== INFORMATION PROVIDED ==

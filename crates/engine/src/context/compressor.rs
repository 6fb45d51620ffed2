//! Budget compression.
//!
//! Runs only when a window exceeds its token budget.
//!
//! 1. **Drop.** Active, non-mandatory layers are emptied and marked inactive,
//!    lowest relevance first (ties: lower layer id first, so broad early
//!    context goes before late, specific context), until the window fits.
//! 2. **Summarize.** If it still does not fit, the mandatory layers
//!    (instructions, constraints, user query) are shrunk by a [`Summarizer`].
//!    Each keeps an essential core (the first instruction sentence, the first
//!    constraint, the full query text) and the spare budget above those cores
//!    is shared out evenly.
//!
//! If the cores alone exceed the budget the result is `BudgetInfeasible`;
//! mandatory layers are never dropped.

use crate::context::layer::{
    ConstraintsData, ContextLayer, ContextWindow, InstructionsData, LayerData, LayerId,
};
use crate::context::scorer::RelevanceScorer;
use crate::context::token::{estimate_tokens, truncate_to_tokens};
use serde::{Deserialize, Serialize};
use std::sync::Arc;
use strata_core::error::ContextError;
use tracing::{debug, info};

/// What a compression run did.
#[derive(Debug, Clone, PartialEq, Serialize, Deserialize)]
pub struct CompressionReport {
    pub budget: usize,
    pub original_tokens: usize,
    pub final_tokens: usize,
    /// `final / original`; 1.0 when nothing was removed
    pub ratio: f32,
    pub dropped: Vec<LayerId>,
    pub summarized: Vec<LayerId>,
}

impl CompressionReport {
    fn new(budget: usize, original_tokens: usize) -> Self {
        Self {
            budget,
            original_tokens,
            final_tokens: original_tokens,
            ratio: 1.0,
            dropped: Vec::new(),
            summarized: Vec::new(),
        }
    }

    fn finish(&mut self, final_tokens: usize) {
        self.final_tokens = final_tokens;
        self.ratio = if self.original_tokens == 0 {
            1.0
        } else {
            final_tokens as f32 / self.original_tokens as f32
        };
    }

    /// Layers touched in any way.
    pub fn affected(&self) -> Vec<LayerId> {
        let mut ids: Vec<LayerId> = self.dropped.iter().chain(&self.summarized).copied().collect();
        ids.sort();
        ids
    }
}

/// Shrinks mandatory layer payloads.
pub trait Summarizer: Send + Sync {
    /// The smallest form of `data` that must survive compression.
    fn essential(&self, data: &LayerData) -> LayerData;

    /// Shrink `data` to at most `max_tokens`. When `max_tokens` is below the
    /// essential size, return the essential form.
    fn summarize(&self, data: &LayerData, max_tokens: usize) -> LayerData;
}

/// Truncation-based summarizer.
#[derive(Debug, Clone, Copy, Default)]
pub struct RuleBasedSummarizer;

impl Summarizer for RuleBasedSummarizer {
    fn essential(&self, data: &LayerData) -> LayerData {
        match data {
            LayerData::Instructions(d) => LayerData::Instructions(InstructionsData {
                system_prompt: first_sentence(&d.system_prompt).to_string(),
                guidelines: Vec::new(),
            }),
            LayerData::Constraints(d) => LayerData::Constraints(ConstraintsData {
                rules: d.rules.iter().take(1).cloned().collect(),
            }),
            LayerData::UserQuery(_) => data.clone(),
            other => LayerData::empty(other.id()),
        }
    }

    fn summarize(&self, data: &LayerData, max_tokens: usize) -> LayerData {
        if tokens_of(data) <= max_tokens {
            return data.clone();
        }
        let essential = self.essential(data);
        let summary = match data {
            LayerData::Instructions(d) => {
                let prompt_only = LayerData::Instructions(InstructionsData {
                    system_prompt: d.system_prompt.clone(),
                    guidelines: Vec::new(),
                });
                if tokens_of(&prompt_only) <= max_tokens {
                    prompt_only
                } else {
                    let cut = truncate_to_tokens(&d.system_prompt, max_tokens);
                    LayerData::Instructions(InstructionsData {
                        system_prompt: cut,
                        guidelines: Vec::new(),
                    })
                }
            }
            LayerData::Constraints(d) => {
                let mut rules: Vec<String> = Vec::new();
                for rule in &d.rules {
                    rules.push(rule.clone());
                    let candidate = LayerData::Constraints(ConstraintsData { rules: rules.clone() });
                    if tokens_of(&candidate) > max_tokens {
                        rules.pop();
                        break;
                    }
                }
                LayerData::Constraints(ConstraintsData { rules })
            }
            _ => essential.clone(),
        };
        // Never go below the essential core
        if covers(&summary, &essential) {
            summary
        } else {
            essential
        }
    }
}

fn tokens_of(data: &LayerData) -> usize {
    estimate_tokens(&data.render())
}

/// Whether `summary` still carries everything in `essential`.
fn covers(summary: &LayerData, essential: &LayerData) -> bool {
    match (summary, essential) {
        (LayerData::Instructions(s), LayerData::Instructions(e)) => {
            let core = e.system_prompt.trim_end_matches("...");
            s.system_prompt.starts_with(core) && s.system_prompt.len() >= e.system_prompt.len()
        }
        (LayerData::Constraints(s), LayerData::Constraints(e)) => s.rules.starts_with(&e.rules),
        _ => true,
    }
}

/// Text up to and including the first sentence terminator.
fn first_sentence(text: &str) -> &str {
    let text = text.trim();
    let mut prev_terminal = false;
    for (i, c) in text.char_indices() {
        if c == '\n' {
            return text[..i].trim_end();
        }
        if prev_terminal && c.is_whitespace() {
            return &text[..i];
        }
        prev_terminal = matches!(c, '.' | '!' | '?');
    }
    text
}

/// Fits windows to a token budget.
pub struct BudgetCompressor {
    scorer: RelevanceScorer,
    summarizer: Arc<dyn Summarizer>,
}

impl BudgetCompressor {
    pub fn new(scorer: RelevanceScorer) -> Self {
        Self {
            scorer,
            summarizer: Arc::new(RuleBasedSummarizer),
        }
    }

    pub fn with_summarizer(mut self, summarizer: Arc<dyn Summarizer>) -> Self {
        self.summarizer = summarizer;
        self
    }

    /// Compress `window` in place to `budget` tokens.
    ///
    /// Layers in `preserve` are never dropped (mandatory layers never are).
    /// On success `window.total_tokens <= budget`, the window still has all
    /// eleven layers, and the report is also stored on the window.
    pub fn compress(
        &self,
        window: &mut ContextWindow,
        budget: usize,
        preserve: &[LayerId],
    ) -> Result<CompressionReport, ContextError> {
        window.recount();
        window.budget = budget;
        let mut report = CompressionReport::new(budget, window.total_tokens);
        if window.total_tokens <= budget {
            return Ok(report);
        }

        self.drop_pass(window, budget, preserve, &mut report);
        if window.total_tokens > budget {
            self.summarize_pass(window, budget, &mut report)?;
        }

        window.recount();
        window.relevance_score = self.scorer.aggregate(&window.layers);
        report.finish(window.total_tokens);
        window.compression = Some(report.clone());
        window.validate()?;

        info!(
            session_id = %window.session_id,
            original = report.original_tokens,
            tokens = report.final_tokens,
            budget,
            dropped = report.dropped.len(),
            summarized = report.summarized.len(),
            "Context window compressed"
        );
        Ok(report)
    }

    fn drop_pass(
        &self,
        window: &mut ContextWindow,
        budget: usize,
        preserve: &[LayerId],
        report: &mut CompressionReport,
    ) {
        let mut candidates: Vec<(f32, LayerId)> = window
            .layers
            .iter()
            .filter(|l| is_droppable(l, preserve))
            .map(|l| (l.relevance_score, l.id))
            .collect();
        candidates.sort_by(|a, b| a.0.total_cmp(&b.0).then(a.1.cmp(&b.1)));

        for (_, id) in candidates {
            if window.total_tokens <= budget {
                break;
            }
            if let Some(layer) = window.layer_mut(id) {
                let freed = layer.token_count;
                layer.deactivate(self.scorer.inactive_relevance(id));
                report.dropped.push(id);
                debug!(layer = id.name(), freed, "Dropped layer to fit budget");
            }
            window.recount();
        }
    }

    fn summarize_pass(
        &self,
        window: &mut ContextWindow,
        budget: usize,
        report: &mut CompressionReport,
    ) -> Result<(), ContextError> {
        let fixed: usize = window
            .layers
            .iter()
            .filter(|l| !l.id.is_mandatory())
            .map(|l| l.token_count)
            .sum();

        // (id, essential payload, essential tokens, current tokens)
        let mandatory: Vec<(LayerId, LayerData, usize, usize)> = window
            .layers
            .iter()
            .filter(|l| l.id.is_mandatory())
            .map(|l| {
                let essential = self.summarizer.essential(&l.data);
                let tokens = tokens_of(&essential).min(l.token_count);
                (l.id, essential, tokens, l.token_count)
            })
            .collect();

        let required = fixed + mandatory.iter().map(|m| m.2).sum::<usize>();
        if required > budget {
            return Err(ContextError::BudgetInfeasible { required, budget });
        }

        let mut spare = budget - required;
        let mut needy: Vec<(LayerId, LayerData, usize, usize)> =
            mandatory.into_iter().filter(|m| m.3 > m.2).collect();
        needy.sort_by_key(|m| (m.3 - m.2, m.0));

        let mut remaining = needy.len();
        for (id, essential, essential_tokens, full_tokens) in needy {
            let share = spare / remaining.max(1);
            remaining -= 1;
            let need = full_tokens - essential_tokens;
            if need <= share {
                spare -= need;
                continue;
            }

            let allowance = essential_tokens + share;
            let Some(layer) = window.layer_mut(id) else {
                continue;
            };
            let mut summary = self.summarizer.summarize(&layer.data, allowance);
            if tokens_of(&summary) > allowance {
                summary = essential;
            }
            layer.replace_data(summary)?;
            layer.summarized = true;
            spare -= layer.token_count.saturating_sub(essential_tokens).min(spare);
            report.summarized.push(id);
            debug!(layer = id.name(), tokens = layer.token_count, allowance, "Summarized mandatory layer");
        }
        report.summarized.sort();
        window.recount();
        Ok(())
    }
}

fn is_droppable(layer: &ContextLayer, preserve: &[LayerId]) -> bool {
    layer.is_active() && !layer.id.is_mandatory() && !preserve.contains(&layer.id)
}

== EXERCISE DESCRIPTION ==
Determine how many lines of the listing above include the word "derive", then write only that number.

== ANSWER SPACE ==
2